Lock-free programming is an approach to concurrency that uses low-level atomic operations to synchronize threads instead of familiar lock objects such as mutexes and critical sections. While it's probably not practical to write an entire multi-threaded application without a single lock, careful deployment of lock-free algorithms against selected problems can mean more scalable software. As AMD's line of processors evolves past two cores to quad-core Barcelona processors and beyond, the scaling performance of lock-free methods makes them increasingly interesting.
More Resources
Eliminating locks takes out a lot of problems. Without locks, threads don't block. Acquiring and releasing locks can introduce significant overhead. And most important, the class of problems that includes deadlocks and priority inversion, although often associated with multithreaded programs in general, are locking problems and a non-issue with lock-free synchronization. Avoiding these problems, notoriously difficult to debug and resolve in the presence of large numbers of threads, is a significant advantage for lock-free.
On the other hand, programming with locks can be easy. To add an item to a list, you lock the entire list (in the coarsest and simplest case), update some pointers, and release the lock. Except for the lock and release, it's the same code you would write for a single thread. That's not true for the lock-free alternative. A lock-free insert to a shared list is complex, and requires attention to keeping the list in a consistent and recoverable state.
The complexity of lock-free algorithms can be sidestepped by using standard algorithms with lock-free data structures. Such objects run lock-free internally but expose the expected operations through simple methods (like push and pop on a lock-free stack). One example of these is the SList object (interlocked singly-linked list) from the Win32 API.
A recent story in Ars Technica reported that Valve Software, makers of Half Life and other graphics-intensive first-person games, turned to lock-free methods in a deadlock-resolution effort. Adding lock-free was part of the company's overall push to multi-core, which made use of different synchronization strategies, including lock-free, coarse-grain and fine-grain locking, and multi-read exclusive write locks.
Whether a lock-free approach makes sense for your application will depend on the workload. Where parallelism is fine-grained (where each thread requires access to a shared resource for relatively short intervals) and there are a large number of contending threads, a well-written lock-free algorithm might make a better-performing choice, and will avoid deadlock and related conditions.

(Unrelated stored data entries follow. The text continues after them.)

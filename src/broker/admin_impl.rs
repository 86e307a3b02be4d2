// MIT License
//
// Copyright (c) 2025 Takatoshi Kondo
//
// SPDX-License-Identifier: MIT

use std::sync::Arc;

use tracing::trace;

use super::BrokerManager;
use crate::connection_store::ClientStatus;
use crate::error::{BrokerError, Result};
use crate::packet::Qos;
use crate::session_store::{Session, SessionStatus};

impl BrokerManager {
    /// Add subscriptions for an existing session. Unknown client ids are a
    /// caller error, unlike faults inside dispatch which are logged there.
    pub async fn subscribe(&self, client_id: &str, filters: &[(String, Qos)]) -> Result<Vec<Qos>> {
        let session = self
            .sessions
            .get(client_id)
            .await
            .ok_or_else(|| BrokerError::SessionNotFound(client_id.to_string()))?;
        self.subscribe_session(&session, filters).await
    }

    /// Subscribe a session and hand it the matching retained messages.
    pub(crate) async fn subscribe_session(
        &self,
        session: &Arc<Session>,
        filters: &[(String, Qos)],
    ) -> Result<Vec<Qos>> {
        let granted = session.subscribe(filters).await?;

        for (filter, _) in filters {
            for message in self.retained.get_matching(filter).await {
                trace!(
                    "Handing retained message on '{}' to session '{}'",
                    message.topic,
                    session.client_id()
                );
                session.enqueue(&message, None, true).await;
            }
        }

        Ok(granted)
    }

    pub async fn unsubscribe(&self, client_id: &str, filters: &[String]) -> Result<()> {
        let session = self
            .sessions
            .get(client_id)
            .await
            .ok_or_else(|| BrokerError::SessionNotFound(client_id.to_string()))?;
        session.unsubscribe(filters).await;
        Ok(())
    }

    /// Status of every live connection.
    pub async fn get_client_status(&self) -> Vec<ClientStatus> {
        let mut statuses: Vec<ClientStatus> = self
            .connections
            .snapshot()
            .await
            .iter()
            .map(|connection| connection.status())
            .collect();
        statuses.sort_by(|a, b| a.client_id.cmp(&b.client_id));
        statuses
    }

    /// Status of every known session, live or detached.
    pub async fn get_session_status(&self) -> Vec<SessionStatus> {
        let mut statuses = Vec::new();
        for session in self.sessions.snapshot().await {
            statuses.push(session.fill_status().await);
        }
        statuses.sort_by(|a, b| a.client_id.cmp(&b.client_id));
        statuses
    }
}
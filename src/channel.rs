// MIT License
//
// Copyright (c) 2025 Takatoshi Kondo
//
// Permission is hereby granted, free of charge, to any person obtaining a copy
// of this software and associated documentation files (the "Software"), to deal
// in the Software without restriction, including without limitation the rights
// to use, copy, modify, merge, publish, distribute, sublicense, and/or sell
// copies of the Software, and to permit persons to whom the Software is
// furnished to do so, subject to the following conditions:
//
// The above copyright notice and this permission notice shall be included in all
// copies or substantial portions of the Software.
//
// THE SOFTWARE IS PROVIDED "AS IS", WITHOUT WARRANTY OF ANY KIND, EXPRESS OR
// IMPLIED, INCLUDING BUT NOT LIMITED TO THE WARRANTIES OF MERCHANTABILITY,
// FITNESS FOR A PARTICULAR PURPOSE AND NONINFRINGEMENT. IN NO EVENT SHALL THE
// AUTHORS OR COPYRIGHT HOLDERS BE LIABLE FOR ANY CLAIM, DAMAGES OR OTHER
// LIABILITY, WHETHER IN AN ACTION OF CONTRACT, TORT OR OTHERWISE, ARISING FROM,
// OUT OF OR IN CONNECTION WITH THE SOFTWARE OR THE USE OR OTHER DEALINGS IN THE
// SOFTWARE.

use std::time::Duration;

use async_trait::async_trait;
use tokio_util::sync::CancellationToken;

use crate::hooks::ConnectionValidatorContext;
use crate::packet::{ConnackPacket, Packet, ProtocolVersion};

/// Failures surfaced by a channel adapter.
///
/// `Timeout` and `Cancelled` are distinct on purpose: a communication
/// timeout is a peer problem, cancellation is broker shutdown and is
/// swallowed silently at the outer frames.
#[derive(thiserror::Error, Debug)]
pub enum ChannelError {
    #[error("communication timeout after {0:?}")]
    Timeout(Duration),
    #[error("channel closed")]
    Closed,
    #[error("operation cancelled")]
    Cancelled,
    #[error("transport error: {0}")]
    Transport(String),
}

impl ChannelError {
    pub fn is_cancelled(&self) -> bool {
        matches!(self, ChannelError::Cancelled)
    }
}

/// The framed packet channel the core consumes.
///
/// Implementations own the wire codec and the transport. All async
/// operations must be cancel safe: the connection loop races
/// `receive_packet` against outbound work and drops the losing future.
#[async_trait]
pub trait ChannelAdapter: Send + Sync {
    /// Remote endpoint, used as the log key before a client id is known.
    fn endpoint(&self) -> String;

    /// Protocol version negotiated by the codec.
    fn protocol_version(&self) -> ProtocolVersion;

    /// Receive the next packet. `Ok(None)` means the peer closed the
    /// channel in an orderly way.
    async fn receive_packet(
        &self,
        timeout: Duration,
        cancel: &CancellationToken,
    ) -> Result<Option<Packet>, ChannelError>;

    async fn send_packet(
        &self,
        packet: Packet,
        timeout: Duration,
        cancel: &CancellationToken,
    ) -> Result<(), ChannelError>;

    /// Close the channel. Safe to call more than once.
    async fn disconnect(
        &self,
        timeout: Duration,
        cancel: &CancellationToken,
    ) -> Result<(), ChannelError>;

    /// Format a CONNACK for this channel's protocol version from the
    /// outcome of connect validation.
    fn create_connack(
        &self,
        context: &ConnectionValidatorContext,
        session_present: bool,
    ) -> ConnackPacket;
}
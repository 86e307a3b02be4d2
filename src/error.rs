// MIT License
//
// Copyright (c) 2025 Takatoshi Kondo
//
// Permission is hereby granted, free of charge, to any person obtaining a copy
// of this software and associated documentation files (the "Software"), to deal
// in the Software without restriction, including without limitation the rights
// to use, copy, modify, merge, publish, distribute, sublicense, and/or sell
// copies of the Software, and to permit persons to whom the Software is
// furnished to do so, subject to the following conditions:
//
// The above copyright notice and this permission notice shall be included in all
// copies or substantial portions of the Software.
//
// THE SOFTWARE IS PROVIDED "AS IS", WITHOUT WARRANTY OF ANY KIND, EXPRESS OR
// IMPLIED, INCLUDING BUT NOT LIMITED TO THE WARRANTIES OF MERCHANTABILITY,
// FITNESS FOR A PARTICULAR PURPOSE AND NONINFRINGEMENT. IN NO EVENT SHALL THE
// AUTHORS OR COPYRIGHT HOLDERS BE LIABLE FOR ANY CLAIM, DAMAGES OR OTHER
// LIABILITY, WHETHER IN AN ACTION OF CONTRACT, TORT OR OTHERWISE, ARISING FROM,
// OUT OF OR IN CONNECTION WITH THE SOFTWARE OR THE USE OR OTHER DEALINGS IN THE
// SOFTWARE.

use crate::channel::ChannelError;

pub type Result<T> = std::result::Result<T, BrokerError>;

/// Errors surfaced to callers of the broker's admin surface.
///
/// Faults inside the dispatch loop and the connection handshake are logged
/// and swallowed there; they never appear as a `BrokerError`.
#[derive(thiserror::Error, Debug)]
pub enum BrokerError {
    #[error("session not found: {0}")]
    SessionNotFound(String),
    #[error("invalid topic filter: {0}")]
    InvalidTopicFilter(String),
    #[error(transparent)]
    Channel(#[from] ChannelError),
}
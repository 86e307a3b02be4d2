// MIT License
//
// Copyright (c) 2025 Takatoshi Kondo
//
// Permission is hereby granted, free of charge, to any person obtaining a copy
// of this software and associated documentation files (the "Software"), to deal
// in the Software without restriction, including without limitation the rights
// to use, copy, modify, merge, publish, distribute, sublicense, and/or sell
// copies of the Software, and to permit persons to whom the Software is
// furnished to do so, subject to the following conditions:
//
// The above copyright notice and this permission notice shall be included in all
// copies or substantial portions of the Software.
//
// THE SOFTWARE IS PROVIDED "AS IS", WITHOUT WARRANTY OF ANY KIND, EXPRESS OR
// IMPLIED, INCLUDING BUT NOT LIMITED TO THE WARRANTIES OF MERCHANTABILITY,
// FITNESS FOR A PARTICULAR PURPOSE AND NONINFRINGEMENT. IN NO EVENT SHALL THE
// AUTHORS OR COPYRIGHT HOLDERS BE LIABLE FOR ANY CLAIM, DAMAGES OR OTHER
// LIABILITY, WHETHER IN AN ACTION OF CONTRACT, TORT OR OTHERWISE, ARISING FROM,
// OUT OF OR IN CONNECTION WITH THE SOFTWARE OR THE USE OR OTHER DEALINGS IN THE
// SOFTWARE.

use std::sync::Arc;

use tokio::sync::{broadcast, mpsc, Mutex};
use tokio::task::JoinHandle;
use tokio_util::sync::CancellationToken;
use tracing::{debug, error, info, warn};

use crate::channel::{ChannelAdapter, ChannelError};
use crate::connection_store::{Connection, ConnectionStore};
use crate::hooks::{
    new_session_items, BrokerEvent, ConnectionValidatorContext, DisconnectType, SessionItems,
};
use crate::options::BrokerOptions;
use crate::packet::{ConnectReasonCode, Packet, ProtocolVersion};
use crate::retained_store::RetainedStore;
use crate::session_store::{Session, SessionStore};

mod admin_impl;
mod dispatch_impl;

use dispatch_impl::EnqueuedApplicationMessage;

/// Coordinates client connections and sessions: connect handshake, client id
/// takeover, the application message dispatch loop and cleanup. Cheap to
/// clone; clones share all state.
#[derive(Clone)]
pub struct BrokerManager {
    options: BrokerOptions,

    /// Session registry (one session per client id)
    sessions: Arc<SessionStore>,

    /// Connection registry (one live connection per client id)
    connections: Arc<ConnectionStore>,

    /// Global retained message store
    retained: Arc<RetainedStore>,

    /// Items handed to interceptors for broker-originated messages
    server_session_items: SessionItems,

    /// Serialises session/connection reconciliation during connects.
    /// Held only while the registries are updated, never across channel I/O
    /// or while stopping an evicted connection.
    create_connection_gate: Arc<Mutex<()>>,

    dispatch_tx: mpsc::UnboundedSender<EnqueuedApplicationMessage>,
    dispatch_rx: Arc<parking_lot::Mutex<Option<mpsc::UnboundedReceiver<EnqueuedApplicationMessage>>>>,
    dispatch_task: Arc<parking_lot::Mutex<Option<JoinHandle<()>>>>,

    events: broadcast::Sender<BrokerEvent>,
    cancel: CancellationToken,
}

impl BrokerManager {
    /// Create a new broker manager. `cancel` is the broker-wide shutdown
    /// token; cancelling it terminates the dispatch loop and every
    /// connection at its next suspension point.
    pub fn new(options: BrokerOptions, cancel: CancellationToken) -> Self {
        let (dispatch_tx, dispatch_rx) = mpsc::unbounded_channel();
        let (events, _) = broadcast::channel(256);

        Self {
            options,
            sessions: Arc::new(SessionStore::new()),
            connections: Arc::new(ConnectionStore::new()),
            retained: Arc::new(RetainedStore::new()),
            server_session_items: new_session_items(),
            create_connection_gate: Arc::new(Mutex::new(())),
            dispatch_tx,
            dispatch_rx: Arc::new(parking_lot::Mutex::new(Some(dispatch_rx))),
            dispatch_task: Arc::new(parking_lot::Mutex::new(None)),
            events,
            cancel,
        }
    }

    /// Start the dispatch loop. Calling `start` twice is a no-op.
    pub fn start(&self) {
        let receiver = self.dispatch_rx.lock().take();
        let Some(receiver) = receiver else {
            warn!("Broker '{}' already started", self.options.client_id);
            return;
        };

        let broker = self.clone();
        let task = tokio::spawn(async move {
            broker.dispatch_loop(receiver).await;
        });
        *self.dispatch_task.lock() = Some(task);

        info!("Broker '{}' started", self.options.client_id);
    }

    /// Stop the broker: cancel the shutdown token, stop every live
    /// connection and wait for the dispatch loop to finish.
    pub async fn stop(&self) {
        info!("Stopping broker '{}'", self.options.client_id);
        self.cancel.cancel();

        for connection in self.connections.snapshot().await {
            connection.stop(false).await;
        }

        let task = self.dispatch_task.lock().take();
        if let Some(task) = task {
            let _ = task.await;
        }
    }

    /// Receiver for broker lifecycle events.
    pub fn subscribe_events(&self) -> broadcast::Receiver<BrokerEvent> {
        self.events.subscribe()
    }

    /// Handle a new client attachment to completion: read and validate the
    /// CONNECT, install the session and connection, run the connection, and
    /// clean up whatever happened. Every fault is handled here; callers
    /// typically spawn one task per attachment around this call.
    pub async fn handle_client_connection(&self, adapter: Arc<dyn ChannelAdapter>) {
        let mut connection: Option<Arc<Connection>> = None;

        match self.run_client_connection(&adapter, &mut connection).await {
            Ok(()) => {}
            Err(e) if is_cancellation(&e) => {}
            Err(e) => {
                error!(
                    "Unhandled error on client connection from {}: {e}",
                    adapter.endpoint()
                );
            }
        }

        let (client_id, disconnect_type) = match &connection {
            Some(connection) => (
                Some(connection.client_id().to_string()),
                connection.disconnect_type(),
            ),
            None => (None, DisconnectType::NotClean),
        };

        // The will belongs to the ending connection; a clean DISCONNECT
        // discards it
        if disconnect_type != DisconnectType::Clean {
            if let Some(connection) = &connection {
                if let Some(will) = connection.take_will() {
                    debug!(
                        "Publishing will of client '{}' on '{}'",
                        connection.client_id(),
                        will.topic
                    );
                    self.dispatch_application_message(will, Some(connection));
                }
            }
        }

        self.clean_up_client(client_id.as_deref(), &adapter, disconnect_type)
            .await;
    }

    async fn run_client_connection(
        &self,
        adapter: &Arc<dyn ChannelAdapter>,
        connection_out: &mut Option<Arc<Connection>>,
    ) -> anyhow::Result<()> {
        let timeout = self.options.default_communication_timeout;

        let first_packet = match adapter.receive_packet(timeout, &self.cancel).await {
            Ok(Some(packet)) => packet,
            Ok(None) => {
                warn!("Channel from {} closed before CONNECT", adapter.endpoint());
                return Ok(());
            }
            Err(ChannelError::Timeout(_)) => {
                warn!(
                    "Timed out waiting for CONNECT from {}",
                    adapter.endpoint()
                );
                return Ok(());
            }
            Err(e) => return Err(e.into()),
        };

        let connect = match first_packet {
            Packet::Connect(connect) => connect,
            other => {
                warn!(
                    "[MQTT-3.1.0-1] First packet from {} was {}, expected CONNECT",
                    adapter.endpoint(),
                    other.packet_type()
                );
                return Ok(());
            }
        };

        let mut context = ConnectionValidatorContext::new(
            connect,
            adapter.endpoint(),
            adapter.protocol_version(),
        );
        if let Some(validator) = &self.options.connection_validator {
            validator.validate(&mut context).await?;
        }

        let mut client_id = context.connect().client_id.clone();
        if client_id.is_empty() && context.protocol_version() == ProtocolVersion::V5_0 {
            if let Some(assigned) = &context.assigned_client_identifier {
                client_id = assigned.clone();
            }
        }
        if client_id.is_empty() {
            context.reason_code = ConnectReasonCode::ClientIdentifierNotValid;
        }

        if context.reason_code != ConnectReasonCode::Success {
            info!(
                "Rejecting connection from {} with reason {:?}",
                adapter.endpoint(),
                context.reason_code
            );
            let connack = adapter.create_connack(&context, false);
            adapter
                .send_packet(Packet::Connack(connack), timeout, &self.cancel)
                .await?;
            return Ok(());
        }

        let connection = self
            .install_connection(client_id, context, adapter.clone())
            .await;
        *connection_out = Some(connection.clone());

        let _ = self.events.send(BrokerEvent::ClientConnected {
            client_id: connection.client_id().to_string(),
            endpoint: connection.endpoint().to_string(),
        });

        info!(
            "Client '{}' connected from {}",
            connection.client_id(),
            connection.endpoint()
        );

        connection.run(self).await?;
        Ok(())
    }

    /// Reconcile the session and connection registries for a validated
    /// connect, evicting any prior connection with the same client id.
    /// Registry updates happen under the connection gate; stopping the
    /// evicted connection happens after it is released so unrelated client
    /// ids are not blocked behind a slow eviction.
    async fn install_connection(
        &self,
        client_id: String,
        context: ConnectionValidatorContext,
        adapter: Arc<dyn ChannelAdapter>,
    ) -> Arc<Connection> {
        let (connection, existing_connection) = {
            let _gate = self.create_connection_gate.lock().await;

            let clean_session = context.connect().clean_session;
            let (session, session_present) = if clean_session {
                let (session, _previous) = self
                    .sessions
                    .replace(
                        &client_id,
                        Session::new(client_id.clone(), context.session_items.clone()),
                    )
                    .await;
                (session, false)
            } else {
                // A reused session keeps its own items; the validator's
                // items from this handshake are dropped
                self.sessions
                    .get_or_install(&client_id, || {
                        Session::new(client_id.clone(), context.session_items.clone())
                    })
                    .await
            };

            let connack = adapter.create_connack(&context, session_present);
            let connection = Arc::new(Connection::new(
                client_id.clone(),
                adapter,
                session,
                connack,
                context.connect().will_message.clone(),
                context.connect().keep_alive,
                self.options.default_communication_timeout,
                self.cancel.child_token(),
            ));

            let existing_connection = self
                .connections
                .insert_or_replace(&client_id, connection.clone())
                .await;

            (connection, existing_connection)
        };

        if let Some(existing) = existing_connection {
            debug!("Taking over existing connection for client '{client_id}'");
            existing.stop(true).await;
        }

        connection
    }

    /// Remove the connection (and, without persistent sessions, the
    /// session) for a finished client, close its channel and notify.
    /// For a takeover the registries already hold the replacing connection
    /// and the preserved session, so they are left alone.
    pub async fn clean_up_client(
        &self,
        client_id: Option<&str>,
        adapter: &Arc<dyn ChannelAdapter>,
        disconnect_type: DisconnectType,
    ) {
        if let Some(client_id) = client_id {
            if disconnect_type != DisconnectType::Takeover {
                self.connections.try_remove(client_id).await;
                if !self.options.enable_persistent_sessions
                    && self.sessions.try_remove(client_id).await.is_some()
                {
                    debug!("Deleted session of client '{client_id}'");
                }
            }
        }

        self.safe_cleanup_channel(adapter).await;

        if let Some(client_id) = client_id {
            let _ = self.events.send(BrokerEvent::ClientDisconnected {
                client_id: client_id.to_string(),
                disconnect_type,
            });
            info!("Client '{client_id}' disconnected ({disconnect_type:?})");
        }
    }

    async fn safe_cleanup_channel(&self, adapter: &Arc<dyn ChannelAdapter>) {
        let timeout = self.options.default_communication_timeout;
        if let Err(e) = adapter.disconnect(timeout, &self.cancel).await {
            if !e.is_cancelled() {
                debug!(
                    "Error while disconnecting channel {}: {e}",
                    adapter.endpoint()
                );
            }
        }
    }

    /// Stop any live connection for `client_id` and remove its session.
    /// Missing entries are not an error.
    pub async fn delete_session(&self, client_id: &str) {
        if let Some(connection) = self.connections.get(client_id).await {
            connection.stop(false).await;
        }
        if self.sessions.try_remove(client_id).await.is_some() {
            debug!("Session of client '{client_id}' deleted");
        }
    }
}

/// Cancellation is swallowed at the handshake and dispatch frames; every
/// other fault is logged there.
fn is_cancellation(error: &anyhow::Error) -> bool {
    matches!(
        error.downcast_ref::<ChannelError>(),
        Some(ChannelError::Cancelled)
    )
}
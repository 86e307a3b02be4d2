// MIT License
//
// Copyright (c) 2025 Takatoshi Kondo
//
// Permission is hereby granted, free of charge, to any person obtaining a copy
// of this software and associated documentation files (the "Software"), to deal
// in the Software without restriction, including without limitation the rights
// to use, copy, modify, merge, publish, distribute, sublicense, and/or sell
// copies of the Software, and to permit persons to whom the Software is
// furnished to do so, subject to the following conditions:
//
// The above copyright notice and this permission notice shall be included in all
// copies or substantial portions of the Software.
//
// THE SOFTWARE IS PROVIDED "AS IS", WITHOUT WARRANTY OF ANY KIND, EXPRESS OR
// IMPLIED, INCLUDING BUT NOT LIMITED TO THE WARRANTIES OF MERCHANTABILITY,
// FITNESS FOR A PARTICULAR PURPOSE AND NONINFRINGEMENT. IN NO EVENT SHALL THE
// AUTHORS OR COPYRIGHT HOLDERS BE LIABLE FOR ANY CLAIM, DAMAGES OR OTHER
// LIABILITY, WHETHER IN AN ACTION OF CONTRACT, TORT OR OTHERWISE, ARISING FROM,
// OUT OF OR IN CONNECTION WITH THE SOFTWARE OR THE USE OR OTHER DEALINGS IN THE
// SOFTWARE.

use bytes::Bytes;
use serde::Serialize;

/// MQTT protocol versions understood by the core.
#[derive(Debug, Clone, Copy, PartialEq, Eq, Serialize)]
pub enum ProtocolVersion {
    V3_1_1,
    V5_0,
}

/// Message delivery quality of service.
#[derive(Debug, Clone, Copy, PartialEq, Eq, PartialOrd, Ord, Serialize)]
pub enum Qos {
    AtMostOnce,
    AtLeastOnce,
    ExactlyOnce,
}

/// CONNACK reason codes (v5.0 names; v3.1.1 return codes map onto the
/// matching subset at the channel adapter).
#[derive(Debug, Clone, Copy, PartialEq, Eq)]
pub enum ConnectReasonCode {
    Success,
    UnspecifiedError,
    ClientIdentifierNotValid,
    BadUserNameOrPassword,
    NotAuthorized,
    ServerUnavailable,
    Banned,
}

/// SUBACK reason codes for the subset of outcomes this core produces.
#[derive(Debug, Clone, Copy, PartialEq, Eq)]
pub enum SubackReasonCode {
    GrantedQos0,
    GrantedQos1,
    GrantedQos2,
    UnspecifiedError,
}

impl From<Qos> for SubackReasonCode {
    fn from(qos: Qos) -> Self {
        match qos {
            Qos::AtMostOnce => SubackReasonCode::GrantedQos0,
            Qos::AtLeastOnce => SubackReasonCode::GrantedQos1,
            Qos::ExactlyOnce => SubackReasonCode::GrantedQos2,
        }
    }
}

/// An application message flowing through the dispatch pipeline.
#[derive(Debug, Clone, PartialEq, Eq)]
pub struct ApplicationMessage {
    pub topic: String,
    pub payload: Bytes,
    pub qos: Qos,
    pub retain: bool,
}

impl ApplicationMessage {
    pub fn new(topic: impl Into<String>, payload: impl Into<Bytes>, qos: Qos, retain: bool) -> Self {
        Self {
            topic: topic.into(),
            payload: payload.into(),
            qos,
            retain,
        }
    }
}

/// CONNECT as seen by the core: identity, session mode and optional will.
#[derive(Debug, Clone)]
pub struct ConnectPacket {
    pub client_id: String,
    pub clean_session: bool,
    pub user_name: Option<String>,
    pub password: Option<Bytes>,
    /// Keep alive in seconds; 0 disables the receive deadline.
    pub keep_alive: u16,
    pub will_message: Option<ApplicationMessage>,
}

#[derive(Debug, Clone)]
pub struct ConnackPacket {
    pub reason_code: ConnectReasonCode,
    pub session_present: bool,
    pub assigned_client_identifier: Option<String>,
}

#[derive(Debug, Clone)]
pub struct PublishPacket {
    pub topic: String,
    pub payload: Bytes,
    pub qos: Qos,
    pub retain: bool,
}

impl PublishPacket {
    pub fn into_message(self) -> ApplicationMessage {
        ApplicationMessage {
            topic: self.topic,
            payload: self.payload,
            qos: self.qos,
            retain: self.retain,
        }
    }
}

impl From<ApplicationMessage> for PublishPacket {
    fn from(message: ApplicationMessage) -> Self {
        Self {
            topic: message.topic,
            payload: message.payload,
            qos: message.qos,
            retain: message.retain,
        }
    }
}

#[derive(Debug, Clone)]
pub struct SubscribePacket {
    pub packet_id: u16,
    /// (topic_filter, requested_qos) entries.
    pub filters: Vec<(String, Qos)>,
}

#[derive(Debug, Clone)]
pub struct SubackPacket {
    pub packet_id: u16,
    pub reason_codes: Vec<SubackReasonCode>,
}

#[derive(Debug, Clone)]
pub struct UnsubscribePacket {
    pub packet_id: u16,
    pub filters: Vec<String>,
}

#[derive(Debug, Clone)]
pub struct UnsubackPacket {
    pub packet_id: u16,
}

/// Broker-side view of the MQTT control packets this core consumes and emits.
///
/// The wire encoding lives behind the channel adapter; this is the already
/// decoded form.
#[derive(Debug, Clone)]
pub enum Packet {
    Connect(ConnectPacket),
    Connack(ConnackPacket),
    Publish(PublishPacket),
    Subscribe(SubscribePacket),
    Suback(SubackPacket),
    Unsubscribe(UnsubscribePacket),
    Unsuback(UnsubackPacket),
    Pingreq,
    Pingresp,
    Disconnect,
}

impl Packet {
    /// Packet type name for logging.
    pub fn packet_type(&self) -> &'static str {
        match self {
            Packet::Connect(_) => "CONNECT",
            Packet::Connack(_) => "CONNACK",
            Packet::Publish(_) => "PUBLISH",
            Packet::Subscribe(_) => "SUBSCRIBE",
            Packet::Suback(_) => "SUBACK",
            Packet::Unsubscribe(_) => "UNSUBSCRIBE",
            Packet::Unsuback(_) => "UNSUBACK",
            Packet::Pingreq => "PINGREQ",
            Packet::Pingresp => "PINGRESP",
            Packet::Disconnect => "DISCONNECT",
        }
    }
}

With a small number of threads, there probably won't be much difference in performance between a lock-free implementation and one that uses locks. But what might be a wash today, on a dual-core system with dozens of threads, might strongly favor lock-free on a 16-core future processor supporting thousands of threads.
Atomic Operations
Lock-free synchronization relies on an atomic update operation, ultimately supported on the processor, to maintain data integrity between threads without restricting access. The operation, known as CAS, for compare and swap, atomically updates memory, but only if its initial contents were some expected value. If the value is different, the update fails.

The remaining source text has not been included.